Will the devastated monarch butterfly take flight again?
The monarch butterfly species may be 250,000 years old, but it’s only taken humans about 15 to devastate their whole population. I guess we’re just overachievers like that.
A March study showed that genetically modified Roundup-ready crops were responsible for much of the monarchs’ decline. Roundup is killing off the milkweed on which the monarchs lay their eggs, and sprawl and recent droughts threaten the milkweed as well. If that weren’t enough, monarchs are losing a grip on the 60-square-mile area where they winter in Mexico. From In These Times:
Michoacáns near the state’s 12 butterfly reserves often turn to illegal logging because they have few other sources of income. It can take an illegal logger less than an hour to chop down a pine tree that has been sheltering monarchs for centuries. “From 1986 to 2006, 20 percent of the forest reserves in Michoacán were disturbed,” says Maria Isabel Ramirez, a geographer and conservationist from the National Autonomous University of Mexico. “More than 60 percent of this loss is tied to illegal extractions.”
Activists are working on both sides of the border to reestablish the monarchs’ once-glorious orangey reign, fighting the spread of Roundup in the U.S. and giving Mexican villagers better options than chopping down monarch habitat.

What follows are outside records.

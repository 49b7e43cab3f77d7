// SPDX-License-Identifier: BUSL-1.1
// Copyright (c) 2026 Alfred Jean LLC

//! The consolidated result of one run.

use crate::{LineLevel, LineRecord, RunId};
use chrono::{DateTime, Utc};
use serde::ser::{Serialize, SerializeStruct, Serializer};
use std::time::Duration;

/// How a run was decided.
///
/// Exactly one outcome is recorded per run; the flags exposed on
/// [`ExecutionResult`] are derived from it.
#[derive(Debug, Clone, Copy, PartialEq, Eq)]
pub enum Outcome {
    /// Process exited and both output streams closed.
    Exited(i32),
    /// Timeout elapsed first; the process tree was killed.
    TimedOut,
    /// Process never started, or the run hit an internal fault.
    Failed,
}

crate::simple_display! {
    Outcome {
        Exited(..) => "exited",
        TimedOut => "timed out",
        Failed => "failed",
    }
}

/// Immutable summary of a completed (or aborted) run.
///
/// Invariants: `completed()` implies `exit_code().is_some()`, and
/// `timed_out()` implies `!completed()`.
#[derive(Debug, Clone, PartialEq, Eq)]
pub struct ExecutionResult {
    run_id: RunId,
    command: String,
    outcome: Outcome,
    start_time: DateTime<Utc>,
    end_time: DateTime<Utc>,
    lines: Vec<LineRecord>,
}

impl ExecutionResult {
    pub fn new(
        run_id: RunId,
        command: impl Into<String>,
        outcome: Outcome,
        start_time: DateTime<Utc>,
        end_time: DateTime<Utc>,
        lines: Vec<LineRecord>,
    ) -> Self {
        Self { run_id, command: command.into(), outcome, start_time, end_time, lines }
    }

    pub fn run_id(&self) -> &RunId {
        &self.run_id
    }

    /// The launched command line.
    pub fn command(&self) -> &str {
        &self.command
    }

    pub fn outcome(&self) -> Outcome {
        self.outcome
    }

    pub fn completed(&self) -> bool {
        matches!(self.outcome, Outcome::Exited(_))
    }

    pub fn timed_out(&self) -> bool {
        matches!(self.outcome, Outcome::TimedOut)
    }

    pub fn exit_code(&self) -> Option<i32> {
        match self.outcome {
            Outcome::Exited(code) => Some(code),
            Outcome::TimedOut | Outcome::Failed => None,
        }
    }

    /// True when the process completed with exit code 0.
    pub fn succeeded(&self) -> bool {
        self.exit_code() == Some(0)
    }

    pub fn was_killed(&self) -> bool {
        !self.completed()
    }

    pub fn start_time(&self) -> DateTime<Utc> {
        self.start_time
    }

    pub fn end_time(&self) -> DateTime<Utc> {
        self.end_time
    }

    /// Wall-clock time between start and end; zero if the clock went backwards.
    pub fn duration(&self) -> Duration {
        (self.end_time - self.start_time).to_std().unwrap_or_default()
    }

    /// [`duration`](Self::duration) in whole milliseconds, saturating at `u64::MAX`.
    pub fn duration_ms(&self) -> u64 {
        u64::try_from(self.duration().as_millis()).unwrap_or(u64::MAX)
    }

    pub fn lines(&self) -> &[LineRecord] {
        &self.lines
    }

    pub fn into_lines(self) -> Vec<LineRecord> {
        self.lines
    }

    pub fn error_lines(&self) -> impl Iterator<Item = &LineRecord> {
        self.lines.iter().filter(|l| l.level() == LineLevel::Error)
    }

    /// Text of all lines, newline-joined.
    pub fn combined_output(&self) -> String {
        self.lines.iter().map(LineRecord::text).collect::<Vec<_>>().join("\n")
    }

    /// All lines with local timestamp and level, newline-joined.
    pub fn formatted_output(&self) -> String {
        self.lines.iter().map(ToString::to_string).collect::<Vec<_>>().join("\n")
    }
}

impl Serialize for ExecutionResult {
    fn serialize<S: Serializer>(&self, serializer: S) -> Result<S::Ok, S::Error> {
        let mut s = serializer.serialize_struct("ExecutionResult", 9)?;
        s.serialize_field("run_id", &self.run_id)?;
        s.serialize_field("command", &self.command)?;
        s.serialize_field("completed", &self.completed())?;
        s.serialize_field("timed_out", &self.timed_out())?;
        s.serialize_field("exit_code", &self.exit_code())?;
        s.serialize_field("start_time", &self.start_time)?;
        s.serialize_field("end_time", &self.end_time)?;
        s.serialize_field("duration_ms", &self.duration_ms())?;
        s.serialize_field("lines", &self.lines)?;
        s.end()
    }
}

crate::test_builder! {
    pub struct ExecutionResultBuilder => ExecutionResult {
        set {
            run_id: RunId = RunId::from_string("run-test"),
            command: String = "true".to_string(),
            outcome: Outcome = Outcome::Exited(0),
            lines: Vec<LineRecord> = Vec::new(),
        }
        computed {
            start_time: DateTime<Utc> = Utc::now(),
            end_time: DateTime<Utc> = Utc::now(),
        }
    }
}

#[cfg(test)]
#[path = "result_tests.rs"]
mod tests;
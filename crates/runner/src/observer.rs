// SPDX-License-Identifier: BUSL-1.1
// Copyright (c) 2026 Alfred Jean LLC

//! Started/finished notifications.

use crate::{ExecutionResult, ProcessGuard, RunId};
use chrono::{DateTime, Utc};
use std::panic::{catch_unwind, AssertUnwindSafe};
use std::sync::Arc;
use tokio::sync::mpsc;

/// Result returned by observer handlers. Errors are logged, never propagated.
pub type HandlerResult = Result<(), Box<dyn std::error::Error + Send + Sync>>;

/// A process that has just been spawned.
#[derive(Debug, Clone)]
pub struct StartedProcess {
    run_id: RunId,
    command: String,
    pid: Option<u32>,
    started_at: DateTime<Utc>,
    guard: ProcessGuard,
}

impl StartedProcess {
    pub(crate) fn new(
        run_id: RunId,
        command: String,
        started_at: DateTime<Utc>,
        guard: ProcessGuard,
    ) -> Self {
        Self { run_id, command, pid: guard.pid(), started_at, guard }
    }

    pub fn run_id(&self) -> &RunId {
        &self.run_id
    }

    pub fn command(&self) -> &str {
        &self.command
    }

    pub fn pid(&self) -> Option<u32> {
        self.pid
    }

    pub fn started_at(&self) -> DateTime<Utc> {
        self.started_at
    }

    /// Kill the process tree now. A no-op once the run has reaped it.
    pub fn kill_tree(&self) {
        self.guard.kill_tree();
    }
}

/// Receives lifecycle notifications for runs.
///
/// Handlers run synchronously on the run's task; keep them short. Returned
/// errors and panics are logged and otherwise ignored.
pub trait RunObserver: Send + Sync {
    /// Called once, right after the child process is spawned.
    fn on_started(&self, _process: &StartedProcess) -> HandlerResult {
        Ok(())
    }

    /// Called once with the assembled result, including after a cancellation.
    fn on_finished(&self, _result: &ExecutionResult) -> HandlerResult {
        Ok(())
    }
}

/// Lifecycle event forwarded by [`ChannelObserver`].
#[derive(Debug, Clone)]
pub enum RunEvent {
    Started { run_id: RunId, pid: Option<u32>, command: String },
    Finished(ExecutionResult),
}

impl RunEvent {
    pub fn run_id(&self) -> &RunId {
        match self {
            RunEvent::Started { run_id, .. } => run_id,
            RunEvent::Finished(result) => result.run_id(),
        }
    }
}

/// Forwards notifications into a bounded channel.
#[derive(Debug, Clone)]
pub struct ChannelObserver {
    tx: mpsc::Sender<RunEvent>,
}

impl ChannelObserver {
    pub fn new(tx: mpsc::Sender<RunEvent>) -> Self {
        Self { tx }
    }

    /// Observer plus the receiving end of a channel with `capacity` slots.
    pub fn channel(capacity: usize) -> (Self, mpsc::Receiver<RunEvent>) {
        let (tx, rx) = mpsc::channel(capacity);
        (Self::new(tx), rx)
    }

    fn forward(&self, event: RunEvent) -> HandlerResult {
        self.tx.try_send(event).map_err(|e| e.to_string().into())
    }
}

impl RunObserver for ChannelObserver {
    fn on_started(&self, process: &StartedProcess) -> HandlerResult {
        self.forward(RunEvent::Started {
            run_id: process.run_id().clone(),
            pid: process.pid(),
            command: process.command().to_string(),
        })
    }

    fn on_finished(&self, result: &ExecutionResult) -> HandlerResult {
        self.forward(RunEvent::Finished(result.clone()))
    }
}

/// Invoke `f` on every observer, isolating each from the others' faults.
pub(crate) fn notify<F>(observers: &[Arc<dyn RunObserver>], what: &'static str, f: F)
where
    F: Fn(&dyn RunObserver) -> HandlerResult,
{
    for observer in observers {
        match catch_unwind(AssertUnwindSafe(|| f(observer.as_ref()))) {
            Ok(Ok(())) => {}
            Ok(Err(e)) => tracing::warn!(handler = what, error = %e, "run observer failed"),
            Err(_) => tracing::warn!(handler = what, "run observer panicked"),
        }
    }
}

#[cfg(test)]
#[path = "observer_tests.rs"]
mod tests;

[T]he World Wildlife Fund, a Washington, D.C.-based nonprofit, pays Michoacán villagers to patrol forest reserves and protect them from illegal logging. Similarly, Ecolife, which is based in Escondido, Calif., provides villagers with newfangled stoves that require less pine and fir wood than traditional ovens do. And the Roseville, Minn.-based Monarch Butterfly Fund plants 30,000 seedlings per year in this threatened forest region.
In the United States, butterfly lovers are offsetting the milkweed die-off by building “monarch way stations,” such as the milkweed gardens that are now growing everywhere from a convention center roof in Pittsburgh to Debbie Jackson’s backyard in Davisburg, Mich.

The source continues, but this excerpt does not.